(About this exercise) Please copy every line with the string "stdin" from the entries below.

(Listed entries)

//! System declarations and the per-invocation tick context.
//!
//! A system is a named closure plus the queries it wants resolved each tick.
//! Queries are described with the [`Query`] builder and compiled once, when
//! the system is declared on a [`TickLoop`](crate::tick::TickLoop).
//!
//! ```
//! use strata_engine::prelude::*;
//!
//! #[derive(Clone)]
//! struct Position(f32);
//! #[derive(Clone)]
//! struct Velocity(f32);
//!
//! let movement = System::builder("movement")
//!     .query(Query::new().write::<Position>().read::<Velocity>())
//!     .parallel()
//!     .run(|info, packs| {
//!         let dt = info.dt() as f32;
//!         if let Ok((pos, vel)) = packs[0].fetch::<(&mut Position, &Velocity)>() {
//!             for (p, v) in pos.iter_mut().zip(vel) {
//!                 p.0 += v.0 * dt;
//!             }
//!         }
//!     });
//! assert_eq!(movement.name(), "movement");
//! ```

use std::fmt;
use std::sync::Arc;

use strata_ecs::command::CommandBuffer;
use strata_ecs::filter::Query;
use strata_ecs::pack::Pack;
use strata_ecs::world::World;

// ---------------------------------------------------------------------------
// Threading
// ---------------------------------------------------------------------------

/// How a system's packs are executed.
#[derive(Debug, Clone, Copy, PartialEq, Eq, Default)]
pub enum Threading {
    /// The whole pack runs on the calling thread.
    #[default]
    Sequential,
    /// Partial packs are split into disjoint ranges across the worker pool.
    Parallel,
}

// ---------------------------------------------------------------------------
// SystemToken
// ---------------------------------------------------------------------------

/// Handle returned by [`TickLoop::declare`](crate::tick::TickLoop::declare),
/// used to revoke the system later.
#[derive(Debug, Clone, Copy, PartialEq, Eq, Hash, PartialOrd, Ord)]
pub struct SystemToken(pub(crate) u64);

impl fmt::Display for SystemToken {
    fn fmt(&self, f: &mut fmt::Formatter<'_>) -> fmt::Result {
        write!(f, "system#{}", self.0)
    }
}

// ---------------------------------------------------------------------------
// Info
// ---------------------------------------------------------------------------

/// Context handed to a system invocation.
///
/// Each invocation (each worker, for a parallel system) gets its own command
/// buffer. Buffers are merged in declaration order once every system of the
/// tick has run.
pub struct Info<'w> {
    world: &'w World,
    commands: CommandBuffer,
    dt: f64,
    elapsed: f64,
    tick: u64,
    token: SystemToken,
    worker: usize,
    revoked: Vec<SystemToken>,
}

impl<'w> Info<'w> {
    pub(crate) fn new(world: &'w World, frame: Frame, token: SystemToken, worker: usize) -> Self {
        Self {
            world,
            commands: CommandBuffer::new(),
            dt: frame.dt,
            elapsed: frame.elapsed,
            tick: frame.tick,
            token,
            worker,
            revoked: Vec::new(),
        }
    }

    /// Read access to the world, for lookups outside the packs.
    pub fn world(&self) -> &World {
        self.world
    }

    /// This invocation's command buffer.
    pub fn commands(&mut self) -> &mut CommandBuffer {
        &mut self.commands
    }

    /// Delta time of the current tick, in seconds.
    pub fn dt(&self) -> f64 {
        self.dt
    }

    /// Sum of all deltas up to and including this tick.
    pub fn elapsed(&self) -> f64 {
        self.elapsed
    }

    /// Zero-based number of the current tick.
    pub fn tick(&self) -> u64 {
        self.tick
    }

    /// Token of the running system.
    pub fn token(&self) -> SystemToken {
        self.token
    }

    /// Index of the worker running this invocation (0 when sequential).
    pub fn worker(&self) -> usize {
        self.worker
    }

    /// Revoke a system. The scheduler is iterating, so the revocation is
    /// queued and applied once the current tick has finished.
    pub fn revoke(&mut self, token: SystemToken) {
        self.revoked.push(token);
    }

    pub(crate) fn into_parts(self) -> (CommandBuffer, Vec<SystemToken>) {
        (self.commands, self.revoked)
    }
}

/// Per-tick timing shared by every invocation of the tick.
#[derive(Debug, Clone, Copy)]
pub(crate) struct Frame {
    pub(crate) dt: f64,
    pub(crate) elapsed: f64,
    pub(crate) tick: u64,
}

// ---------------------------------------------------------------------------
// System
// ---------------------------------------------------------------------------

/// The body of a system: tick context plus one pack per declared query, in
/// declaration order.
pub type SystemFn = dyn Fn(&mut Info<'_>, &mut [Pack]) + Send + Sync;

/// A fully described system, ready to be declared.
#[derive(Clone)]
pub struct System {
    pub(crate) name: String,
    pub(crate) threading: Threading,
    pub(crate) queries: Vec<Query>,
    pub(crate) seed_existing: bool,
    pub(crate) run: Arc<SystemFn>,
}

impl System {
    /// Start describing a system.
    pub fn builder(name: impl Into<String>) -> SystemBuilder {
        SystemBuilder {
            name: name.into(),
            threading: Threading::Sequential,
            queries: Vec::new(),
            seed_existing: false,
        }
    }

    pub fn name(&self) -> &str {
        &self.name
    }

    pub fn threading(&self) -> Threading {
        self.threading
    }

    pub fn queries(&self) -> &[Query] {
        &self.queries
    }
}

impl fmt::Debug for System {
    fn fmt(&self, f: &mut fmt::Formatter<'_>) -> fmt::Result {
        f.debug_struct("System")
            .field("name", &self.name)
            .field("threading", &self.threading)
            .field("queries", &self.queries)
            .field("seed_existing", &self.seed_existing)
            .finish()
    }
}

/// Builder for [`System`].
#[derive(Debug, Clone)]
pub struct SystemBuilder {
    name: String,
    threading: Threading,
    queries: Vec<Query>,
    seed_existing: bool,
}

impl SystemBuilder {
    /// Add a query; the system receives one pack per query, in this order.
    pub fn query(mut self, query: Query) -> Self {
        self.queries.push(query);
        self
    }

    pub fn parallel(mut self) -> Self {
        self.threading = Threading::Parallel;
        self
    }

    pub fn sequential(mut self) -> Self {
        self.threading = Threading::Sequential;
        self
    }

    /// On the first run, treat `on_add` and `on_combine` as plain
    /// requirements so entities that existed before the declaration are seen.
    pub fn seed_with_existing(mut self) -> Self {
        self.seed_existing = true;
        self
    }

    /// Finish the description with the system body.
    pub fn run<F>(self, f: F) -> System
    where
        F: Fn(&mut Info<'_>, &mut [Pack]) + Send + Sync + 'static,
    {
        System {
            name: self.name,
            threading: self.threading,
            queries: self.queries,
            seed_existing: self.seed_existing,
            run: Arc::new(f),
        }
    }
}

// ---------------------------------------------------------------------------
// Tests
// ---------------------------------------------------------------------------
--
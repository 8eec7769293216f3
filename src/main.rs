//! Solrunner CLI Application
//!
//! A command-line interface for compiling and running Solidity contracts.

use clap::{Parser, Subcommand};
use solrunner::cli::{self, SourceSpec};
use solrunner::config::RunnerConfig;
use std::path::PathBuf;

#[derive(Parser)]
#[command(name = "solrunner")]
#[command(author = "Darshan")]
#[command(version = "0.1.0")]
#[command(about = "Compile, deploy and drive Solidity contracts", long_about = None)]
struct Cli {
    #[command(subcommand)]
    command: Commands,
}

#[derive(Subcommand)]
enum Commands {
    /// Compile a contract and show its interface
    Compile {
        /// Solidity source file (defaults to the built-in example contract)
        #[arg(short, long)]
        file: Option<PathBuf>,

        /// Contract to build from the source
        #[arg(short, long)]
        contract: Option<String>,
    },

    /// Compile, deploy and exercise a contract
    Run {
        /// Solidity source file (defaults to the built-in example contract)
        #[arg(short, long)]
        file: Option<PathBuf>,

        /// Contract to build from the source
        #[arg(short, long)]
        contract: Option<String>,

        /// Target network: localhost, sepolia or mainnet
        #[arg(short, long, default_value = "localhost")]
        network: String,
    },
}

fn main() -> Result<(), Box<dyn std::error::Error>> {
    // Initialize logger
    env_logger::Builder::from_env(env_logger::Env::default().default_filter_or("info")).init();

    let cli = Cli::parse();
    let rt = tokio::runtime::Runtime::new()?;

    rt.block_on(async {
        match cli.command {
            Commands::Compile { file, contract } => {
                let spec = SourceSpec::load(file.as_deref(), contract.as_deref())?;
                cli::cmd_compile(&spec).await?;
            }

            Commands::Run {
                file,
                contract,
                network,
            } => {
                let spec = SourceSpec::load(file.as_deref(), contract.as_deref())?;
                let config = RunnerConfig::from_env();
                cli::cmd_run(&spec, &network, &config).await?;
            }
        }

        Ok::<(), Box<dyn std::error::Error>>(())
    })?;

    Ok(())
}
* * *
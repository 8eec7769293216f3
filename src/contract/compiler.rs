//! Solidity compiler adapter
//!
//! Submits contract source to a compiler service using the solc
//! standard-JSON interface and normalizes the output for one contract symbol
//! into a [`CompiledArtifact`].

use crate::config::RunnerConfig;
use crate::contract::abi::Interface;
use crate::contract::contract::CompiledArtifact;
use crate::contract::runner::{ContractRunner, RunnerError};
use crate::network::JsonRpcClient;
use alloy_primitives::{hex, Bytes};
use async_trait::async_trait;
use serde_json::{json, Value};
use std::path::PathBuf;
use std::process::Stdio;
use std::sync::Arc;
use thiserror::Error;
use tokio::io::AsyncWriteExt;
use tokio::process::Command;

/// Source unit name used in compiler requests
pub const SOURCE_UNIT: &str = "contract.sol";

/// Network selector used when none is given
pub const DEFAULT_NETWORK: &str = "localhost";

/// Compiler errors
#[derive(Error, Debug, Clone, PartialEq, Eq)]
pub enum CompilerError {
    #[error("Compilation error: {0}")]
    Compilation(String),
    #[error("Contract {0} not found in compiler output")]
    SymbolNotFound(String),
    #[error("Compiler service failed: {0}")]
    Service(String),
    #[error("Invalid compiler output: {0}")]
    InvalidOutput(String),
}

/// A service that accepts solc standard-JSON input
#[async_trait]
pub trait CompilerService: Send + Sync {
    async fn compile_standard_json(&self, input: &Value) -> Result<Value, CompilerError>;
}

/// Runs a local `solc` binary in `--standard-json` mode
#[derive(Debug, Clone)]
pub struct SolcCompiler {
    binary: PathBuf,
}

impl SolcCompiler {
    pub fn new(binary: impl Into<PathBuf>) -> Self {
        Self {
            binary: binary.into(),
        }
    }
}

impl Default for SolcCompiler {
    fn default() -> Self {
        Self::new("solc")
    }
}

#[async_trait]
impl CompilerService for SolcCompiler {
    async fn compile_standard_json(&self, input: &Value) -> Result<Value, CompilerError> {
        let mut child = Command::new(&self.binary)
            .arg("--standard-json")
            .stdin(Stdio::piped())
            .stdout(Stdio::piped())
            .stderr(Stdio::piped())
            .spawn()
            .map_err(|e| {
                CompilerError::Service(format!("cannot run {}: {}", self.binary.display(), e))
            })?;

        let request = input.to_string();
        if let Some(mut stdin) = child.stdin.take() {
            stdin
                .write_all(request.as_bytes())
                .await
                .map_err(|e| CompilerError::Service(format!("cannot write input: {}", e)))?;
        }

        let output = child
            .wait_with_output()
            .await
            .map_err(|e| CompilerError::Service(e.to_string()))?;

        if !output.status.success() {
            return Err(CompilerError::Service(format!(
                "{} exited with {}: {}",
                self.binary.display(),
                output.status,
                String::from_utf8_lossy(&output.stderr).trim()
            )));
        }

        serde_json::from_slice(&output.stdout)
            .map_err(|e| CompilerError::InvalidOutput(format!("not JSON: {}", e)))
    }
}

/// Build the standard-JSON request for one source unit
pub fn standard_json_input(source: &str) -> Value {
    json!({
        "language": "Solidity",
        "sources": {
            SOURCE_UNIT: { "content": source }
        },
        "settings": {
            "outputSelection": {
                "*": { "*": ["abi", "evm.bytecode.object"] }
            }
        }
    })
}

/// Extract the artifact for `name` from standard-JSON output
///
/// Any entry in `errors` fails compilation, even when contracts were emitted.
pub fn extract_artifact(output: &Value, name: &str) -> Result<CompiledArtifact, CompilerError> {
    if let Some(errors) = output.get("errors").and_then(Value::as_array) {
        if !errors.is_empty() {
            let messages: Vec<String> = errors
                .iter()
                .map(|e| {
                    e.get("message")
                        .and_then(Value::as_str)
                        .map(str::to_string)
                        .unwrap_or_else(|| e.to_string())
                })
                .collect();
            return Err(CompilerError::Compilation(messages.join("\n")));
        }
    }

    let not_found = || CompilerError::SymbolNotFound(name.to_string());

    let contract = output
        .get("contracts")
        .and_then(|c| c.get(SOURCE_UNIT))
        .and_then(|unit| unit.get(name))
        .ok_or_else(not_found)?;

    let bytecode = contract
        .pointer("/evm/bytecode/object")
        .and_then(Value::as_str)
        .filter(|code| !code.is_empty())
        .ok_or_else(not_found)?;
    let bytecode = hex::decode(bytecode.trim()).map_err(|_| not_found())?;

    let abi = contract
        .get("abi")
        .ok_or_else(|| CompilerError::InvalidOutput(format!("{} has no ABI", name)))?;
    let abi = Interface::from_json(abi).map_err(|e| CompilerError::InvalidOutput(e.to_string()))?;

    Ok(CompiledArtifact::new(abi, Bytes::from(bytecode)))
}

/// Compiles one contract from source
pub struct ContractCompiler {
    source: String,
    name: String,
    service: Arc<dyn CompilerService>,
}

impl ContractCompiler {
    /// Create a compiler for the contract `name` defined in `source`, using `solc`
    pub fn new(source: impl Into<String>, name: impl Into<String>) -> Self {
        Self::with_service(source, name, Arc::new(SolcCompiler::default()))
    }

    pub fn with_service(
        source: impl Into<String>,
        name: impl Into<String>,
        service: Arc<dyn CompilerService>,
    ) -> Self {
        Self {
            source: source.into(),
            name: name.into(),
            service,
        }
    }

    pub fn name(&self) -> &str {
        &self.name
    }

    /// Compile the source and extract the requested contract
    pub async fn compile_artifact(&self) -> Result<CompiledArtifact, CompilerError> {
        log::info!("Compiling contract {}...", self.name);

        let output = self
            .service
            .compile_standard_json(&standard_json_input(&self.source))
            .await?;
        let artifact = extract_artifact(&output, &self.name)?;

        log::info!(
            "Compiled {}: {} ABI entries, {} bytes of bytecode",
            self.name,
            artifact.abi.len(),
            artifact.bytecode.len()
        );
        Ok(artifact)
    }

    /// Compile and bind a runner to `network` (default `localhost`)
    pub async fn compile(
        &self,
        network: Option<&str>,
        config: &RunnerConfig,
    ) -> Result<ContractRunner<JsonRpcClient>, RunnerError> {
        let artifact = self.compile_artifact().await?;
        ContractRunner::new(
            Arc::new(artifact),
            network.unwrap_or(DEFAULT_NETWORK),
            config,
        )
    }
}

(Answer section)
            .stdin(Stdio::piped())
        if let Some(mut stdin) = child.stdin.take() {
            stdin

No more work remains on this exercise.